César Rito Salinas
María. Más oscuro que la noche en que se perdió el cuche.
Pongo por nombre María, aunque todos sepamos que no se llamaba María. Pero de ella es la expresión arriba escrita, y no la dijo allá por los rumbos de la playa del río, ni en el oscurecido atrio de la iglesia, ni en ninguna de las calles apartadas del barrio. Esta María, mujer muy bandida, llegó caminando, sola, al callejón de Pepe Dichi.
Quién sabe qué andaría haciendo la mujer por ese sitio. Allá arriba, en la carretera, ya habían pasado los camiones que traen a los obreros de la última guardia en la refinería.

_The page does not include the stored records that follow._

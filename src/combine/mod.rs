//! Table combiner: stable concatenation with optional deduplication

use std::collections::hash_map::Entry;

use rustc_hash::{FxHashMap, FxHashSet};
use tracing::debug;

use crate::config::DedupPolicy;
use crate::error::{Error, Result};
use crate::model::{union_columns, CellValue, KeyBuilder, Row, RowKey, Table};

/// Combines tables under a dedup policy
#[derive(Debug, Clone, Default)]
pub struct Combiner {
    policy: DedupPolicy,
    key_columns: Vec<String>,
}

impl Combiner {
    pub fn new(policy: DedupPolicy) -> Self {
        Self {
            policy,
            key_columns: Vec::new(),
        }
    }

    /// Row key used by `DedupPolicy::MergeFields`
    pub fn with_key_columns(mut self, keys: Vec<String>) -> Self {
        self.key_columns = keys;
        self
    }

    /// Concatenate `tables` in order and apply the dedup policy.
    ///
    /// Inputs whose column sets differ are aligned onto the union of their
    /// columns; cells a table does not have are null.
    pub fn combine(&self, tables: Vec<Table>) -> Result<Table> {
        if tables.is_empty() {
            return Err(Error::NoInput);
        }

        if self.policy == DedupPolicy::MergeFields {
            if self.key_columns.is_empty() {
                return Err(Error::InvalidConfig(
                    "merge-fields dedup needs at least one key column".to_string(),
                ));
            }
            for table in &tables {
                for key in &self.key_columns {
                    table.key_index(key)?;
                }
            }
        }

        let input_rows: usize = tables.iter().map(Table::row_count).sum();
        let combined = concat(tables);

        let result = match self.policy {
            DedupPolicy::Append => combined,
            DedupPolicy::Identity => dedup_identity(combined),
            DedupPolicy::MergeFields => {
                let keys = KeyBuilder::for_table(&combined, &self.key_columns)?;
                merge_fields(combined, &keys)
            }
        };

        debug!(
            policy = %self.policy,
            input_rows,
            output_rows = result.row_count(),
            "combined tables"
        );
        Ok(result)
    }
}

/// Stable concatenation onto the union of the input columns
fn concat(tables: Vec<Table>) -> Table {
    let columns = union_columns(tables.iter().map(|t| t.columns.as_slice()));
    let name = tables
        .iter()
        .map(|t| t.name.as_str())
        .collect::<Vec<_>>()
        .join("+");

    let mut result = Table::new(name, columns);
    result.rows.reserve(tables.iter().map(Table::row_count).sum());

    for table in tables {
        let mapping: Vec<Option<usize>> = table
            .columns
            .iter()
            .map(|c| result.column_index(&c.name))
            .collect();

        // Same layout: move rows over untouched
        if mapping.len() == result.column_count()
            && mapping.iter().enumerate().all(|(i, &m)| m == Some(i))
        {
            result.rows.extend(table.rows);
            continue;
        }

        for row in table.rows {
            let mut cells = vec![CellValue::Null; result.column_count()];
            for (cell, target) in row.cells.into_iter().zip(&mapping) {
                if let Some(&target) = target.as_ref() {
                    cells[target] = cell;
                }
            }
            result.rows.push(Row::new(cells, row.source_line));
        }
    }

    result
}

/// Keep the first occurrence of every distinct row
fn dedup_identity(mut table: Table) -> Table {
    let keys = KeyBuilder::new();
    let mut seen: FxHashSet<RowKey> = FxHashSet::default();
    table.rows.retain(|row| seen.insert(keys.build_key(&row.cells)));
    table
}

/// Single pass grouping by key; later duplicates fill the empty fields of
/// the retained row and are then dropped. Rows with an empty key cell stay
/// on their own.
fn merge_fields(mut table: Table, keys: &KeyBuilder) -> Table {
    let mut merged: Vec<Row> = Vec::with_capacity(table.row_count());
    let mut groups: FxHashMap<RowKey, usize> = FxHashMap::default();

    for row in std::mem::take(&mut table.rows) {
        let Some(key) = keys.build_complete_key(&row.cells) else {
            merged.push(row);
            continue;
        };
        match groups.entry(key) {
            Entry::Vacant(slot) => {
                slot.insert(merged.len());
                merged.push(row);
            }
            Entry::Occupied(slot) => {
                let kept = &mut merged[*slot.get()];
                for (target, incoming) in kept.cells.iter_mut().zip(row.cells) {
                    if target.is_empty() && !incoming.is_empty() {
                        *target = incoming;
                    }
                }
            }
        }
    }

    table.rows = merged;
    table
}

#[cfg(test)]
mod tests {
    use super::*;
    use crate::error::ErrorKind;

    fn table(name: &str, columns: &[&str], rows: &[&[&str]]) -> Table {
        let mut t = Table::with_column_names(name, columns);
        for (i, row) in rows.iter().enumerate() {
            let cells = row
                .iter()
                .map(|v| if v.is_empty() { CellValue::Null } else { CellValue::from(*v) })
                .collect();
            t.add_row(cells, i + 2);
        }
        t
    }

    fn texts(table: &Table, column: &str) -> Vec<String> {
        let idx = table.column_index(column).unwrap();
        table.rows.iter().map(|r| r.cells[idx].as_text().into_owned()).collect()
    }

    #[test]
    fn test_empty_input() {
        let err = Combiner::new(DedupPolicy::Append).combine(Vec::new()).unwrap_err();
        assert_eq!(err.kind(), ErrorKind::NoInput);
    }

    #[test]
    fn test_append_preserves_order_and_count() {
        let a = table("a.csv", &["k", "v"], &[&["1", "x"], &["2", "y"], &["1", "x"]]);
        let b = table("b.csv", &["k", "v"], &[&["3", "z"], &["1", "x"]]);

        let result = Combiner::new(DedupPolicy::Append).combine(vec![a, b]).unwrap();
        assert_eq!(result.row_count(), 5);
        assert_eq!(texts(&result, "k"), vec!["1", "2", "1", "3", "1"]);
        assert_eq!(result.name, "a.csv+b.csv");
    }

    #[test]
    fn test_identity_dedup_is_idempotent() {
        let a = table("a.csv", &["k", "v"], &[&["1", "x"], &["2", "y"], &["1", "x"]]);
        let combiner = Combiner::new(DedupPolicy::Identity);

        let once = combiner.combine(vec![a.clone()]).unwrap();
        let twice = combiner.combine(vec![a.clone(), a]).unwrap();

        assert_eq!(texts(&once, "k"), vec!["1", "2"]);
        assert_eq!(once.rows, twice.rows);
    }

    #[test]
    fn test_identity_keeps_rows_differing_in_one_field() {
        let a = table("a.csv", &["k", "v"], &[&["1", "x"], &["1", "y"]]);
        let result = Combiner::new(DedupPolicy::Identity).combine(vec![a]).unwrap();
        assert_eq!(result.row_count(), 2);
    }

    #[test]
    fn test_merge_fields_fills_empty_values() {
        let a = table("a.csv", &["k", "x", "y"], &[&["1", "", "first"], &["2", "b", ""]]);
        let b = table("b.csv", &["k", "x", "y"], &[&["1", "V", "second"], &["3", "c", "d"]]);

        let result = Combiner::new(DedupPolicy::MergeFields)
            .with_key_columns(vec!["k".to_string()])
            .combine(vec![a, b])
            .unwrap();

        assert_eq!(texts(&result, "k"), vec!["1", "2", "3"]);
        assert_eq!(texts(&result, "x"), vec!["V", "b", "c"]);
        assert_eq!(texts(&result, "y"), vec!["first", "", "d"]);
        assert_eq!(result.rows[0].source_line, 2);
    }

    #[test]
    fn test_merge_fields_composite_key() {
        let a = table(
            "a.csv",
            &["SellerName", "SellerSku", "Brand"],
            &[&["acme", "1", ""], &["beta", "1", "B"], &["acme", "1", "A"]],
        );
        let result = Combiner::new(DedupPolicy::MergeFields)
            .with_key_columns(vec!["SellerName".to_string(), "SellerSku".to_string()])
            .combine(vec![a])
            .unwrap();

        assert_eq!(texts(&result, "SellerName"), vec!["acme", "beta"]);
        assert_eq!(texts(&result, "Brand"), vec!["A", "B"]);
    }

    #[test]
    fn test_merge_fields_keeps_rows_with_blank_keys() {
        let a = table(
            "a.csv",
            &["SellerName", "SellerSku", "Name"],
            &[&["acme", "", "Phone"], &["acme", "", "Cable"], &["acme", "1", "Case"]],
        );
        let b = table("b.csv", &["SellerName", "SellerSku", "Name"], &[&["acme", "1", "Plug"]]);

        let result = Combiner::new(DedupPolicy::MergeFields)
            .with_key_columns(vec!["SellerName".to_string(), "SellerSku".to_string()])
            .combine(vec![a, b])
            .unwrap();

        assert_eq!(result.row_count(), 3);
        assert_eq!(texts(&result, "Name"), vec!["Phone", "Cable", "Case"]);
    }

    #[test]
    fn test_merge_fields_requires_key() {
        let a = table("a.csv", &["k"], &[&["1"]]);

        let err = Combiner::new(DedupPolicy::MergeFields)
            .combine(vec![a.clone()])
            .unwrap_err();
        assert_eq!(err.kind(), ErrorKind::InvalidConfig);

        let err = Combiner::new(DedupPolicy::MergeFields)
            .with_key_columns(vec!["missing".to_string()])
            .combine(vec![a])
            .unwrap_err();
        assert_eq!(err.kind(), ErrorKind::MissingKeyColumn);
        assert!(err.to_string().contains("a.csv"));
    }

    #[test]
    fn test_differing_columns_are_aligned() {
        let a = table("a.xlsx", &["x", "y"], &[&["1", "2"]]);
        let b = table("b.xlsx", &["z", "x"], &[&["3", "4"]]);

        let result = Combiner::new(DedupPolicy::Append).combine(vec![a, b]).unwrap();
        assert_eq!(result.column_names(), vec!["x", "y", "z"]);
        assert_eq!(texts(&result, "x"), vec!["1", "4"]);
        assert_eq!(texts(&result, "y"), vec!["2", ""]);
        assert_eq!(texts(&result, "z"), vec!["", "3"]);
    }
}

En el callejón no permanecía ya ninguno de los borrachos que esperan el regreso de los trabajadores para pedir algunos centavos para comprar la última cerveza de la parranda. Las luces estaban apagadas.
La gente ya dormía a esa hora en el patio de su casa.
Pero por ahí andaba María, con la frase entre los labios: “esto está más oscuro que la noche en que se perdió el cuche”. La dijo bajito, junto a mis cabellos, bien lo sé. Ya no caminamos más. Todavía lo recuerdo, aunque ha pasado tanto tiempo.
Carmen. Se puede llamar Carmen, como la virgen que celebran los pescadores en el puerto cada dieciséis de julio. Aunque por estas fechas ya nadie recuerda su verdadero nombre.
Una mujer joven, blanca, esbelta, alta de caderas amplias. Una virgen. Carmen salía de su casa cada tarde, al bajar el sol, con sus pantalones cortos y zapatos tenis en color rojo, una blusa amplia que cubría sus formas, y arrancaba a correr por las calles del puerto pesquero. No era una mujer con demasiadas pretensiones en este mundo, sólo quería gozar de buena forma y de buena salud.
Corría por las calles del puerto. La existencia dura de sus padres, dedicados a la sobrevivencia, le había enseñado que en esta vida para no sufrir es necesario contar con una condición física del boxeador que en su próxima pelea busca el campeonato mundial de su división. Más para una mujer en el puerto, la vida es dura y tiene que aguantar.
Esta hermosa Carmen, virgen, sin compromisos en el mundo más allá del que guardan los hijos para con sus ancianos padres, salía por las tardes a correr, hacer deporte. De su casa en el barrio Canta Ranas llegaba trotando al rompeolas donde se plantan las balizas que indican en las noches y madrugadas de tormenta el rumbo a los barcos para entrar al antepuerto, verde a babor, rojo a estribor. Carmen gustaba de hacer abdominales al pie de la estructura de concreto que sostiene en vilo a las coloreadas balizas; cosas de mujer joven, sana. La gente del puerto pesquero estaba acostumbrada a verla correr por las calles.
Una tarde no regresó con sus ancianos padres. Un brazo del mar, dicen los que atestiguaron el hecho, se la llevó a las profundidades del océano. Buscaron su cuerpo con lanchas, los pescadores tenían especial interés en que apareciera. Buscaron los marinos con guardacostas, helicópteros y aviones de la Armada Nacional.
Pero nadie encontró nada. Ni sus pantalones cortos, que algún joven pescador soñó con ser el afortunado en encontrar. Ni sus zapatos tenis rojos, que algún viejo marino, curtido por la vida y los mares, anheló rescatar. Se la llevó enterita el mar, un brazo fuerte y largo del mar que no soportó más verla cada tarde con sus pantalones cortos empapados de sudor, caderas amplias, zapatos tenis rojos que enfundaban sus blancos pies, muy junto a sus aguas.